use std::collections::{HashMap, HashSet};

use crate::error::UniformError;
use crate::gl::{GraphicsContext, TextureFilter, TextureParameter, TextureWrap, NO_ERROR};
use crate::types::ImageSource;

/// Live textures for image uniforms plus their texture units.
///
/// Units are handed out in first-use order and never reassigned, so a
/// uniform keeps its unit even after its texture is replaced or fails to
/// upload.
pub(crate) struct TextureTable<G: GraphicsContext> {
    textures: HashMap<String, G::Texture>,
    units: HashMap<String, u32>,
    mipmapped: HashSet<String>,
}

impl<G: GraphicsContext> TextureTable<G> {
    pub fn new(mipmapped: impl IntoIterator<Item = String>) -> Self {
        Self {
            textures: HashMap::new(),
            units: HashMap::new(),
            mipmapped: mipmapped.into_iter().collect(),
        }
    }

    #[cfg(test)]
    pub fn unit(&self, name: &str) -> Option<u32> {
        self.units.get(name).copied()
    }

    #[cfg(test)]
    pub fn is_loaded(&self, name: &str) -> bool {
        self.textures.contains_key(name)
    }

    pub fn len(&self) -> usize {
        self.textures.len()
    }

    fn unit_for(&mut self, name: &str) -> u32 {
        let next = self.units.len() as u32;
        *self.units.entry(name.to_owned()).or_insert(next)
    }

    /// Uploads `image` as the texture behind sampler uniform `name`.
    ///
    /// Any previous texture for `name` is deleted first. A texture is only
    /// registered, and the sampler only pointed at its unit, once the upload
    /// has completed without a GL error.
    pub fn load(
        &mut self,
        gl: &G,
        name: &str,
        image: &ImageSource,
        sampler: &G::UniformLocation,
        aspect_ratio: Option<&G::UniformLocation>,
    ) -> Result<(), UniformError> {
        let pixels = match image.pixels() {
            Some(pixels) if image.is_complete() => pixels,
            _ => {
                return Err(UniformError::ImageNotLoaded {
                    name: name.to_owned(),
                })
            }
        };

        if let Some(previous) = self.textures.remove(name) {
            gl.delete_texture(previous);
        }

        let unit = self.unit_for(name);
        let texture = gl
            .create_texture()
            .map_err(|reason| UniformError::Allocation {
                name: name.to_owned(),
                reason,
            })?;

        gl.active_texture(unit);
        gl.bind_texture(Some(&texture));
        gl.tex_parameter(TextureParameter::WrapS(TextureWrap::ClampToEdge));
        gl.tex_parameter(TextureParameter::WrapT(TextureWrap::ClampToEdge));
        gl.tex_parameter(TextureParameter::MinFilter(TextureFilter::Linear));
        gl.tex_parameter(TextureParameter::MagFilter(TextureFilter::Linear));
        gl.tex_image_rgba8(pixels.width(), pixels.height(), pixels.as_raw());

        let mipmapped = self.mipmapped.contains(name);
        if mipmapped {
            gl.generate_mipmap();
            gl.tex_parameter(TextureParameter::MinFilter(
                TextureFilter::LinearMipmapLinear,
            ));
        }

        let code = gl.error_code();
        if code != NO_ERROR {
            gl.bind_texture(None);
            gl.delete_texture(texture);
            return Err(UniformError::Upload {
                name: name.to_owned(),
                code,
            });
        }

        self.textures.insert(name.to_owned(), texture);
        gl.uniform_1_i32(sampler, unit as i32);
        if let Some(location) = aspect_ratio {
            gl.uniform_1_f32(location, image.aspect_ratio());
        }

        tracing::debug!(
            uniform = %name,
            unit,
            width = pixels.width(),
            height = pixels.height(),
            mipmapped,
            "uploaded uniform texture"
        );
        Ok(())
    }

    /// Deletes every texture and forgets the table. Unit assignments are kept.
    pub fn release_all(&mut self, gl: &G) {
        for (_, texture) in self.textures.drain() {
            gl.delete_texture(texture);
        }
    }
}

________

### [EXERCISE DESCRIPTION]
Write out, exactly and with nothing else, the lines of the listing above from its first line through the line with "pub fn is_loaded(&self, name: &str)".

### [RESPONSE FOR THIS EXERCISE]
use std::collections::{HashMap, HashSet};

use crate::error::UniformError;
use crate::gl::{GraphicsContext, TextureFilter, TextureParameter, TextureWrap, NO_ERROR};
use crate::types::ImageSource;

/// Live textures for image uniforms plus their texture units.
///
/// Units are handed out in first-use order and never reassigned, so a
/// uniform keeps its unit even after its texture is replaced or fails to
/// upload.
pub(crate) struct TextureTable<G: GraphicsContext> {
    textures: HashMap<String, G::Texture>,
    units: HashMap<String, u32>,
    mipmapped: HashSet<String>,
}

impl<G: GraphicsContext> TextureTable<G> {
    pub fn new(mipmapped: impl IntoIterator<Item = String>) -> Self {
        Self {
            textures: HashMap::new(),
            units: HashMap::new(),
            mipmapped: mipmapped.into_iter().collect(),
        }
    }

    #[cfg(test)]
    pub fn unit(&self, name: &str) -> Option<u32> {
        self.units.get(name).copied()
    }

    #[cfg(test)]
    pub fn is_loaded(&self, name: &str) -> bool {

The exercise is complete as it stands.